The Francis College of Engineering, Department of Electrical & Computer Engineering (ECE), invites you to attend a Ph.D. dissertation defense by Dayang Wang on “Machine learning and application to medical imaging & food science.”

Ph.D. Candidate: Dayang Wang
Defense Date: Tuesday, March 28, 2023
Time: 3 to 4:30 p.m.
Location: This will be a virtual defense via Zoom. Those interested in attending should contact the student (Dayang_Wang@student.uml.edu) or committee chair (Hengyong_Yu@uml.edu) at least 24 hours prior to the defense to request access to the meeting.

Committee Members:

  • Chair: Advisor Hengyong Yu, Professor, Electrical and Computer Engineering, University of Massachusetts Lowell
  • Tricia Chigan, Ph.D., Professor, Electrical & Computer Engineering, University of Massachusetts Lowell
  • Yan Luo, Ph.D., Professor, Electrical & Computer Engineering, University of Massachusetts Lowell
  • Thanuka Wickramarathne, Ph.D., Assistant Professor, Electrical & Computer Engineering, University of Massachusetts Lowell

Abstract: In recent years, artificial intelligence has been prevailing over various science and engineering fields.

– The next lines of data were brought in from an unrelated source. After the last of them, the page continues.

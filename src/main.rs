//! Landmark collector for recording labeled action recognition sequences.

use anyhow::{Context, Result};
use clap::Parser;
use landmark_collector::{
    app::CollectorApp,
    config::{Config, EXAMPLE_CONFIG},
    cue::default_cue,
    worker::DefaultBackend,
};
use log::info;
use std::path::PathBuf;

#[derive(Parser, Debug)]
#[command(author, version, about, long_about = None)]
struct Args {
    /// Path to configuration file (JSON or YAML)
    #[arg(short = 'C', long, default_value = "config.json")]
    config: PathBuf,

    /// Camera index to use (overrides the configuration)
    #[arg(long)]
    camera: Option<i32>,

    /// Record from a video file instead of the camera
    #[arg(short, long)]
    video: Option<PathBuf>,

    /// Action to preselect, or to record in headless mode
    #[arg(short, long)]
    action: Option<String>,

    /// Record one session of --action without a window, save it and exit
    #[arg(long, requires = "action")]
    headless: bool,

    /// Write an example configuration to --config and exit
    #[arg(long)]
    init_config: bool,

    /// Enable debug output
    #[arg(short, long)]
    debug: bool,
}

fn main() -> Result<()> {
    // Parse command line arguments
    let args = Args::parse();

    // Initialize logger
    if args.debug {
        env_logger::init_from_env(env_logger::Env::new().default_filter_or("debug"));
    } else {
        env_logger::init_from_env(env_logger::Env::new().default_filter_or("info"));
    }

    info!("Landmark Collector");

    if args.init_config {
        if args.config.exists() {
            anyhow::bail!("Refusing to overwrite {}", args.config.display());
        }
        std::fs::write(&args.config, EXAMPLE_CONFIG)
            .with_context(|| format!("Failed to write {}", args.config.display()))?;
        info!("Wrote example configuration to {}", args.config.display());
        return Ok(());
    }

    info!("Loading configuration from: {}", args.config.display());
    let mut config = Config::from_file(&args.config)
        .with_context(|| format!("Failed to load config file {}", args.config.display()))?;
    if let Some(camera) = args.camera {
        config.camera_index = camera;
    }
    if args.video.is_some() {
        config.video_file = args.video;
    }

    let cue = default_cue(config.cue_sound.as_deref());
    let mut app = CollectorApp::new(config, Box::new(DefaultBackend), cue, args.action.as_deref())?;

    match (args.headless, args.action.as_deref()) {
        (true, Some(action)) => {
            let summary = app.run_headless(action)?;
            info!(
                "Saved {} keypoint file(s), {} image(s), dropped {} frame(s)",
                summary.written, summary.images, summary.dropped
            );
        }
        _ => app.run()?,
    }

    Ok(())
}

Inspired by the great success, the candidate is motivated to engage in the machine/deep learning research and its applications in various fields. In this dissertation, the candidate will present what he has achieved during his Ph.D. studies. First, he will introduce a new type of machine learning model that can derive the decision boundaries directly from the raw data. Second, he will introduce the application of the deep learning in the lettuce browning prediction field by prototyping a new high-order transformer. Third, he will introduce deep learning application for medical image denoising where we developed a new convolution-free transformer model. Fourth, he will introduce the application of the self-pretraining to LDCT denoising where Masked autoencoders are first applied to LDCT to improve the denoising performance and alleviate the demand for ground truth data. Fifth, he will introduce a new iterative transformer method that is the first deep learning method proposed to simulate the contrast doses in MRI. Finally, he will summarize his work during PhD.

All interested students and faculty members are invited to attend the online defense via remote access.